The contract-gap problem
Group life insurance from a staffing agency or hospital typically lasts only as long as your assignment. Finish a 13-week contract, take three weeks off, start the next one — and in that window your employer coverage may have lapsed entirely. For a traveler with a family or debt, those gaps are exactly when an unexpected event would be most devastating.
An individual, portable policy that you own solves this completely. It does not care which agency you are with, which state you are licensed in, or whether you are between contracts. It is always on.
Why portability matters more for travelers
You move across state lines, switch agencies, and change facilities constantly. A policy you own — a term or whole life plan in your name — follows you everywhere and never resets. You buy it once and keep it through every contract and into whatever comes next.

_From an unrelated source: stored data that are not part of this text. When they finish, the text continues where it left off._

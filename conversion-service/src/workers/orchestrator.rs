use crate::config::WorkerConfig;
use crate::dtos::tasks::download_url;
use crate::models::{ConversionKind, DocumentFormat};
use crate::services::{ConversionService, TaskStore, Workspace};
use service_core::error::AppError;
use std::sync::Arc;
use std::time::Instant;
use tokio::sync::{mpsc, Mutex};
use tokio_util::sync::CancellationToken;

#[derive(Debug, Clone)]
pub struct ConversionJob {
    pub task_id: String,
    pub workspace: Workspace,
    pub kind: ConversionKind,
    pub input_format: DocumentFormat,
}

/// Runs queued jobs on a fixed set of workers. Each worker converts one job
/// at a time, so at most `worker_count` engines run concurrently.
pub struct WorkerOrchestrator {
    config: WorkerConfig,
    conversions: ConversionService,
    tasks: TaskStore,
    job_rx: Option<mpsc::Receiver<ConversionJob>>,
    shutdown_token: CancellationToken,
}

impl WorkerOrchestrator {
    pub fn new(
        config: WorkerConfig,
        conversions: ConversionService,
        tasks: TaskStore,
    ) -> (Self, mpsc::Sender<ConversionJob>) {
        let (job_tx, job_rx) = mpsc::channel(config.queue_size);

        let orchestrator = Self {
            config,
            conversions,
            tasks,
            job_rx: Some(job_rx),
            shutdown_token: CancellationToken::new(),
        };

        (orchestrator, job_tx)
    }

    pub fn shutdown_token(&self) -> CancellationToken {
        self.shutdown_token.clone()
    }

    pub async fn start(mut self) {
        let Some(job_rx) = self.job_rx.take() else {
            tracing::warn!("Worker pool already started");
            return;
        };

        let worker_count = self.config.worker_count.max(1);
        tracing::info!(
            worker_count,
            queue_size = self.config.queue_size,
            "Starting worker pool"
        );

        // Workers pull from one shared queue, so an idle worker always takes
        // the next job even while another is stuck on a slow conversion.
        let job_rx = Arc::new(Mutex::new(job_rx));
        for worker_id in 0..worker_count {
            let worker = Worker {
                id: worker_id,
                conversions: self.conversions.clone(),
                tasks: self.tasks.clone(),
            };
            tokio::spawn(worker.run(job_rx.clone(), self.shutdown_token.clone()));
        }
    }
}

/// Queue a job without waiting. A full queue maps to 503.
pub fn enqueue(
    job_tx: &mpsc::Sender<ConversionJob>,
    job: ConversionJob,
) -> Result<(), AppError> {
    job_tx.try_send(job).map_err(|e| match e {
        mpsc::error::TrySendError::Full(_) => {
            AppError::ServiceUnavailable("Conversion queue is full".to_string())
        }
        mpsc::error::TrySendError::Closed(_) => {
            AppError::ServiceUnavailable("Worker pool is not running".to_string())
        }
    })
}

type SharedReceiver = Arc<Mutex<mpsc::Receiver<ConversionJob>>>;

/// The lock is held only while waiting for a job, never while converting.
async fn next_job(jobs: &SharedReceiver) -> Option<ConversionJob> {
    jobs.lock().await.recv().await
}

struct Worker {
    id: usize,
    conversions: ConversionService,
    tasks: TaskStore,
}

impl Worker {
    async fn run(self, jobs: SharedReceiver, shutdown: CancellationToken) {
        loop {
            let job = tokio::select! {
                _ = shutdown.cancelled() => break,
                job = next_job(&jobs) => job,
            };

            match job {
                Some(job) => self.process_job(job).await,
                None => {
                    tracing::info!(worker_id = self.id, "Job queue closed");
                    break;
                }
            }
        }
        tracing::debug!(worker_id = self.id, "Worker stopped");
    }

    async fn process_job(&self, job: ConversionJob) {
        let start = Instant::now();

        tracing::info!(
            worker_id = self.id,
            task_id = %job.task_id,
            kind = %job.kind,
            "Processing job started"
        );

        self.tasks.mark_processing(&job.task_id);

        match self
            .conversions
            .run(&job.workspace, job.kind, job.input_format)
            .await
        {
            Ok(output_key) => {
                if let Err(e) = self
                    .conversions
                    .storage()
                    .delete(&job.workspace.input_key())
                    .await
                {
                    tracing::warn!(task_id = %job.task_id, error = %e, "Failed to delete upload");
                }

                self.tasks
                    .mark_completed(&job.task_id, download_url(&job.task_id), output_key);

                tracing::info!(
                    worker_id = self.id,
                    task_id = %job.task_id,
                    duration_ms = start.elapsed().as_millis(),
                    "Processing succeeded"
                );
            }
            Err(e) => {
                self.conversions.discard(&job.workspace).await;
                self.tasks.mark_failed(&job.task_id, e.to_string());

                tracing::error!(
                    worker_id = self.id,
                    task_id = %job.task_id,
                    error = %e,
                    "Processing failed"
                );
            }
        }
    }
}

Coverage travel nurses should consider
- Income replacement (term): sized to several years of your travel income for your family.
- Student loan coverage: enough to clear private nursing loans that may not be forgiven at death.
- Permanent base: a small whole life policy that is always there, regardless of employment.
Getting covered between contracts
Most travel nurses qualify with no medical exam, so you can get covered from anywhere in a day or two — perfect for life on the road. Start on the nurse coverage page.
Frequently Asked Questions
Do travel nurses have life insurance between contracts?
Often not. Group coverage from a staffing agency or facility usually ends when an assignment ends, leaving gaps between contracts. An individual portable policy you own avoids that entirely.
Is agency life insurance enough for a travel nurse?
Usually not on its own. It is typically tied to your active assignment and limited in amount. A personal policy provides continuous, portable coverage that does not reset between contracts.
Can travel nurses get coverage with no exam?
Yes. Most travel nurses qualify for no-medical-exam coverage and can apply from anywhere in a day or two.
Does a personal policy work across different states?
Yes. An individually owned policy follows you regardless of which state you are working in or which agency you are with.